*Records provided*
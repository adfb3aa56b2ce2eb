use log::warn;
use simple_error::SimpleError;

use crate::{
    error::Result,
    neuron::NUM_CORE_STATE_VARS,
    network::{Network, StateLayout},
    params::SpikeDetectionParams,
    spike_detection::{self, SpikeTable},
    state_snapshot::{NeuronState, StateSnapshot, SynapseState},
};

/// Uniformly sampled run output, stored as one contiguous `num_samples × state_len` buffer.
#[derive(Debug, Clone, PartialEq)]
pub struct Trajectory {
    dt: f64,
    layout: StateLayout,
    synapse_endpoints: Vec<(usize, usize)>,
    data: Vec<f64>,
}

impl Trajectory {
    /// Fails if the buffer for `num_samples` samples cannot be sized or allocated.
    pub(crate) fn with_capacity(network: &Network, dt: f64, num_samples: usize) -> Result<Self> {
        let capacity = num_samples
            .checked_mul(network.state_len())
            .ok_or_else(|| {
                SimpleError::new(format!(
                    "trajectory of {} samples exceeds the addressable size",
                    num_samples
                ))
            })?;

        let mut data: Vec<f64> = Vec::new();
        data.try_reserve_exact(capacity).map_err(|err| {
            SimpleError::new(format!(
                "cannot allocate trajectory of {} samples: {}",
                num_samples, err
            ))
        })?;

        Ok(Self {
            dt,
            layout: network.layout().clone(),
            synapse_endpoints: network
                .synapses()
                .map(|synapse| (synapse.pre_syn_nid, synapse.post_syn_nid))
                .collect(),
            data,
        })
    }

    pub(crate) fn push(&mut self, state: &[f64]) {
        debug_assert_eq!(state.len(), self.state_len());
        self.data.extend_from_slice(state);
    }

    pub fn dt(&self) -> f64 {
        self.dt
    }

    pub fn layout(&self) -> &StateLayout {
        &self.layout
    }

    pub fn state_len(&self) -> usize {
        self.layout.len()
    }

    pub fn num_neurons(&self) -> usize {
        self.layout.num_neurons()
    }

    pub fn num_samples(&self) -> usize {
        if self.state_len() == 0 {
            0
        } else {
            self.data.len() / self.state_len()
        }
    }

    pub fn time(&self, sample_idx: usize) -> f64 {
        sample_idx as f64 * self.dt
    }

    pub fn times(&self) -> impl Iterator<Item = f64> + '_ {
        (0..self.num_samples()).map(|sample_idx| self.time(sample_idx))
    }

    pub fn sample(&self, sample_idx: usize) -> &[f64] {
        let start = sample_idx * self.state_len();
        &self.data[start..start + self.state_len()]
    }

    pub fn samples(&self) -> impl Iterator<Item = &[f64]> {
        self.data.chunks_exact(self.state_len().max(1))
    }

    pub fn last_sample(&self) -> Option<&[f64]> {
        self.num_samples()
            .checked_sub(1)
            .map(|sample_idx| self.sample(sample_idx))
    }

    fn trace(&self, state_idx: usize) -> impl Iterator<Item = f64> + '_ {
        self.data
            .iter()
            .skip(state_idx)
            .step_by(self.state_len())
            .copied()
    }

    pub fn voltage_trace(&self, nid: usize) -> impl Iterator<Item = f64> + '_ {
        self.trace(self.layout.voltage_idx(nid))
    }

    pub fn calcium_trace(&self, nid: usize) -> impl Iterator<Item = f64> + '_ {
        self.trace(self.layout.calcium_idx(nid))
    }

    /// `None` for synapses without activation kinetics.
    pub fn synapse_activation_trace(
        &self,
        synapse_id: usize,
    ) -> Option<impl Iterator<Item = f64> + '_> {
        self.layout
            .synapse_idx(synapse_id)
            .map(|state_idx| self.trace(state_idx))
    }

    /// Mean membrane potential over all samples at or after `t_start`.
    pub fn mean_voltage(&self, nid: usize, t_start: f64) -> Option<f64> {
        let (count, sum) = self
            .times()
            .zip(self.voltage_trace(nid))
            .filter(|(t, _)| *t >= t_start)
            .fold((0usize, 0.0), |(count, sum), (_, voltage)| {
                (count + 1, sum + voltage)
            });

        if count == 0 {
            None
        } else {
            Some(sum / count as f64)
        }
    }

    pub fn snapshot(&self, sample_idx: usize) -> StateSnapshot {
        let state = self.sample(sample_idx);

        let neuron_states = (0..self.num_neurons())
            .map(|nid| {
                let block = &state[self.layout.neuron_range(nid)];
                NeuronState {
                    voltage: block[0],
                    calcium: block[1],
                    gates: block[NUM_CORE_STATE_VARS..].to_vec(),
                }
            })
            .collect();

        let synapse_states = self
            .synapse_endpoints
            .iter()
            .enumerate()
            .map(|(synapse_id, (pre_syn_nid, post_syn_nid))| SynapseState {
                pre_syn_nid: *pre_syn_nid,
                post_syn_nid: *post_syn_nid,
                activation: self
                    .layout
                    .synapse_idx(synapse_id)
                    .map(|state_idx| state[state_idx]),
            })
            .collect();

        StateSnapshot {
            t: self.time(sample_idx),
            neuron_states,
            synapse_states,
        }
    }

    /// Runs a fresh detection pass over every neuron's voltage trace.
    pub fn detect_spikes(&self, params: &SpikeDetectionParams) -> SpikeTable {
        let spike_times: Vec<Vec<f64>> = (0..self.num_neurons())
            .map(|nid| {
                spike_detection::spike_times(self.times().zip(self.voltage_trace(nid)), params)
                    .collect()
            })
            .collect();

        for (nid, times) in spike_times.iter().enumerate() {
            if times.is_empty() {
                warn!(
                    "neuron {} never crossed the spike threshold of {} mV",
                    nid, params.threshold
                );
            }
        }

        SpikeTable::new(spike_times)
    }
}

*Required work*
Without altering a single word, set down all the entries again.

*Problem solution*
repository adfb3aa56b2ce2eb
use log::warn;
use simple_error::SimpleError;

use crate::{
    error::Result,
    neuron::NUM_CORE_STATE_VARS,
    network::{Network, StateLayout},
    params::SpikeDetectionParams,
    spike_detection::{self, SpikeTable},
    state_snapshot::{NeuronState, StateSnapshot, SynapseState},
};

/// Uniformly sampled run output, stored as one contiguous `num_samples × state_len` buffer.
#[derive(Debug, Clone, PartialEq)]
pub struct Trajectory {
    dt: f64,
    layout: StateLayout,
    synapse_endpoints: Vec<(usize, usize)>,
    data: Vec<f64>,
}

impl Trajectory {
    /// Fails if the buffer for `num_samples` samples cannot be sized or allocated.
    pub(crate) fn with_capacity(network: &Network, dt: f64, num_samples: usize) -> Result<Self> {
        let capacity = num_samples
            .checked_mul(network.state_len())
            .ok_or_else(|| {
                SimpleError::new(format!(
                    "trajectory of {} samples exceeds the addressable size",
                    num_samples
                ))
            })?;

        let mut data: Vec<f64> = Vec::new();
        data.try_reserve_exact(capacity).map_err(|err| {
            SimpleError::new(format!(
                "cannot allocate trajectory of {} samples: {}",
                num_samples, err
            ))
        })?;

        Ok(Self {
            dt,
            layout: network.layout().clone(),
            synapse_endpoints: network
                .synapses()
                .map(|synapse| (synapse.pre_syn_nid, synapse.post_syn_nid))
                .collect(),
            data,
        })
    }

    pub(crate) fn push(&mut self, state: &[f64]) {
        debug_assert_eq!(state.len(), self.state_len());
        self.data.extend_from_slice(state);
    }

    pub fn dt(&self) -> f64 {
        self.dt
    }

    pub fn layout(&self) -> &StateLayout {
        &self.layout
    }

    pub fn state_len(&self) -> usize {
        self.layout.len()
    }

    pub fn num_neurons(&self) -> usize {
        self.layout.num_neurons()
    }

    pub fn num_samples(&self) -> usize {
        if self.state_len() == 0 {
            0
        } else {
            self.data.len() / self.state_len()
        }
    }

    pub fn time(&self, sample_idx: usize) -> f64 {
        sample_idx as f64 * self.dt
    }

    pub fn times(&self) -> impl Iterator<Item = f64> + '_ {
        (0..self.num_samples()).map(|sample_idx| self.time(sample_idx))
    }

    pub fn sample(&self, sample_idx: usize) -> &[f64] {
        let start = sample_idx * self.state_len();
        &self.data[start..start + self.state_len()]
    }

    pub fn samples(&self) -> impl Iterator<Item = &[f64]> {
        self.data.chunks_exact(self.state_len().max(1))
    }

    pub fn last_sample(&self) -> Option<&[f64]> {
        self.num_samples()
            .checked_sub(1)
            .map(|sample_idx| self.sample(sample_idx))
    }

    fn trace(&self, state_idx: usize) -> impl Iterator<Item = f64> + '_ {
        self.data
            .iter()
            .skip(state_idx)
            .step_by(self.state_len())
            .copied()
    }

    pub fn voltage_trace(&self, nid: usize) -> impl Iterator<Item = f64> + '_ {
        self.trace(self.layout.voltage_idx(nid))
    }

    pub fn calcium_trace(&self, nid: usize) -> impl Iterator<Item = f64> + '_ {
        self.trace(self.layout.calcium_idx(nid))
    }

    /// `None` for synapses without activation kinetics.
    pub fn synapse_activation_trace(
        &self,
        synapse_id: usize,
    ) -> Option<impl Iterator<Item = f64> + '_> {
        self.layout
            .synapse_idx(synapse_id)
            .map(|state_idx| self.trace(state_idx))
    }

    /// Mean membrane potential over all samples at or after `t_start`.
    pub fn mean_voltage(&self, nid: usize, t_start: f64) -> Option<f64> {
        let (count, sum) = self
            .times()
            .zip(self.voltage_trace(nid))
            .filter(|(t, _)| *t >= t_start)
            .fold((0usize, 0.0), |(count, sum), (_, voltage)| {
                (count + 1, sum + voltage)
            });

        if count == 0 {
            None
        } else {
            Some(sum / count as f64)
        }
    }

    pub fn snapshot(&self, sample_idx: usize) -> StateSnapshot {
        let state = self.sample(sample_idx);

        let neuron_states = (0..self.num_neurons())
            .map(|nid| {
                let block = &state[self.layout.neuron_range(nid)];
                NeuronState {
                    voltage: block[0],
                    calcium: block[1],
                    gates: block[NUM_CORE_STATE_VARS..].to_vec(),
                }
            })
            .collect();

        let synapse_states = self
            .synapse_endpoints
            .iter()
            .enumerate()
            .map(|(synapse_id, (pre_syn_nid, post_syn_nid))| SynapseState {
                pre_syn_nid: *pre_syn_nid,
                post_syn_nid: *post_syn_nid,
                activation: self
                    .layout
                    .synapse_idx(synapse_id)
                    .map(|state_idx| state[state_idx]),
            })
            .collect();

        StateSnapshot {
            t: self.time(sample_idx),
            neuron_states,
            synapse_states,
        }
    }

    /// Runs a fresh detection pass over every neuron's voltage trace.
    pub fn detect_spikes(&self, params: &SpikeDetectionParams) -> SpikeTable {
        let spike_times: Vec<Vec<f64>> = (0..self.num_neurons())
            .map(|nid| {
                spike_detection::spike_times(self.times().zip(self.voltage_trace(nid)), params)
                    .collect()
            })
            .collect();

        for (nid, times) in spike_times.iter().enumerate() {
            if times.is_empty() {
                warn!(
                    "neuron {} never crossed the spike threshold of {} mV",
                    nid, params.threshold
                );
            }
        }

        SpikeTable::new(spike_times)
    }
}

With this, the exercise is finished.